Catch a beauty pageant in China or Korea and you will not be able to distinguish between the contestants as they all sport large eyes, western noses and sumptuous lips staring at you with a glazed, expressionless botox-face. Similarly, walk down Vietnamese town in Melbourne Australia, and every shop owners’ wife will have a familiar feign face from the work of the limited number of cosmetic surgeons operating in the suburb. You may also chance upon a "tai tai" mum looking more stunning than her teenage daughter strolling along Orchard Road in Singapore. Watch Korea's K-pop music scene and you will see walking advertisements of the country's top cosmetic surgeons.

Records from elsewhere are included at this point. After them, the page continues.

// SPDX-License-Identifier: Apache-2.0 OR MIT
// Copyright (c) 2025-2026 naskel.com

//! GSMTAP debug tap: mirrors L2 frames to a UDP socket in the standard
//! 16-byte GSMTAP v2 framing, for wireshark-style inspection. Strictly a
//! debugging aid; enabled by `Control.GSMTAP.GSM`.

use super::TypeAndOffset;
use socket2::{Domain, Protocol, Socket, Type};
use std::net::{SocketAddr, UdpSocket};

const GSMTAP_VERSION: u8 = 2;
/// Header length in 32-bit words.
const GSMTAP_HDR_WORDS: u8 = 4;
/// Radio link type: Um interface.
const GSMTAP_TYPE_UM: u8 = 1;
/// Set in the ARFCN field of uplink frames.
const ARFCN_F_UPLINK: u16 = 0x4000;

const CHANNEL_BCCH: u8 = 1;
const CHANNEL_SDCCH4: u8 = 7;
const CHANNEL_SDCCH8: u8 = 8;
const CHANNEL_TCH_F: u8 = 9;
/// OR'd in for the associated control channel.
const CHANNEL_ACCH: u8 = 0x80;

fn channel_code(t: TypeAndOffset, sacch: bool) -> (u8, u8) {
    let (base, sub) = match t {
        TypeAndOffset::TdmaMisc => (CHANNEL_BCCH, 0),
        TypeAndOffset::TchF0 => (CHANNEL_TCH_F, 0),
        TypeAndOffset::Sdcch4(n) => (CHANNEL_SDCCH4, n),
        TypeAndOffset::Sdcch8(n) | TypeAndOffset::Sacch8(n) => (CHANNEL_SDCCH8, n),
        TypeAndOffset::Sacch4(n) => (CHANNEL_SDCCH4, n),
        TypeAndOffset::SacchTchF => (CHANNEL_TCH_F, 0),
        TypeAndOffset::Cbch => (CHANNEL_SDCCH4, 2),
    };
    let acch = sacch || matches!(t, TypeAndOffset::Sacch4(_) | TypeAndOffset::Sacch8(_));
    (if acch { base | CHANNEL_ACCH } else { base }, sub)
}

/// A connected GSMTAP UDP emitter.
pub struct GsmtapSink {
    socket: UdpSocket,
}

impl GsmtapSink {
    /// Connect to `target` (normally port 4729). The socket is
    /// fire-and-forget; send errors are logged and swallowed.
    pub fn new(target: SocketAddr) -> std::io::Result<Self> {
        let sock = Socket::new(Domain::IPV4, Type::DGRAM, Some(Protocol::UDP))?;
        sock.bind(&SocketAddr::from(([0, 0, 0, 0], 0)).into())?;
        let socket: UdpSocket = sock.into();
        socket.connect(target)?;
        Ok(GsmtapSink { socket })
    }

    /// Mirror one L2 frame.
    #[allow(clippy::too_many_arguments)]
    pub fn write(
        &self,
        arfcn: u32,
        tn: u32,
        fnum: u32,
        type_and_offset: TypeAndOffset,
        is_sacch: bool,
        uplink: bool,
        payload: &[u8],
    ) {
        let mut pkt = Vec::with_capacity(16 + payload.len());
        pkt.push(GSMTAP_VERSION);
        pkt.push(GSMTAP_HDR_WORDS);
        pkt.push(GSMTAP_TYPE_UM);
        pkt.push(tn as u8);
        let mut arfcn16 = (arfcn & 0x3fff) as u16;
        if uplink {
            arfcn16 |= ARFCN_F_UPLINK;
        }
        pkt.extend_from_slice(&arfcn16.to_be_bytes());
        pkt.push(0); // signal dBm
        pkt.push(0); // SNR dB
        pkt.extend_from_slice(&fnum.to_be_bytes());
        let (chan, sub_slot) = channel_code(type_and_offset, is_sacch);
        pkt.push(chan);
        pkt.push(0); // antenna
        pkt.push(sub_slot);
        pkt.push(0); // reserved
        pkt.extend_from_slice(payload);
        if let Err(err) = self.socket.send(&pkt) {
            log::debug!("[Gsmtap] send failed: {err}");
        }
    }
}

#[cfg(test)]
mod tests {
    use super::*;

    #[test]
    fn test_header_layout() {
        let recv = UdpSocket::bind("127.0.0.1:0").unwrap();
        let sink = GsmtapSink::new(recv.local_addr().unwrap()).unwrap();
        sink.write(
            42,
            3,
            0x00123456,
            TypeAndOffset::Sdcch8(5),
            false,
            true,
            &[0xab; 23],
        );
        let mut buf = [0u8; 64];
        recv.set_read_timeout(Some(std::time::Duration::from_secs(2)))
            .unwrap();
        let n = recv.recv(&mut buf).unwrap();
        assert_eq!(n, 16 + 23);
        assert_eq!(buf[0], 2);
        assert_eq!(buf[1], 4);
        assert_eq!(buf[2], 1);
        assert_eq!(buf[3], 3);
        let arfcn = u16::from_be_bytes([buf[4], buf[5]]);
        assert_eq!(arfcn & 0x3fff, 42);
        assert_ne!(arfcn & 0x4000, 0, "uplink flag missing");
        assert_eq!(u32::from_be_bytes([buf[8], buf[9], buf[10], buf[11]]), 0x00123456);
        assert_eq!(buf[12], 8); // SDCCH/8
        assert_eq!(buf[14], 5); // sub-slot
    }
}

Quite apart from making multi-millionaires out of already rich surgeons, this face-replacement fad has unintended social consequences in China. A man had successfully sued his wife for being ugly. He was granted a divorce and awarded damages on grounds his wife had deceived him into marriage. She did not reveal her face-replacement surgery undertaken a number of years before she met and then married him. He only came to know his wife’s previous looks from their first born daughter, who he claimed did not look like either of them and uncharacteristically ugly. He has now successfully added ugliness to adultery; insanity and cruelty as grounds for divorce in China.


What has gone wrong fellow humans?
So what happened to inner beauty? What happened to 'do not judge a book by its cover?' Thankfully it is still there, except that it only reveals itself with wisdom, old age or awakening.

So take care humans, do not mortgage your face as it may turn out to be a non-refundable loan.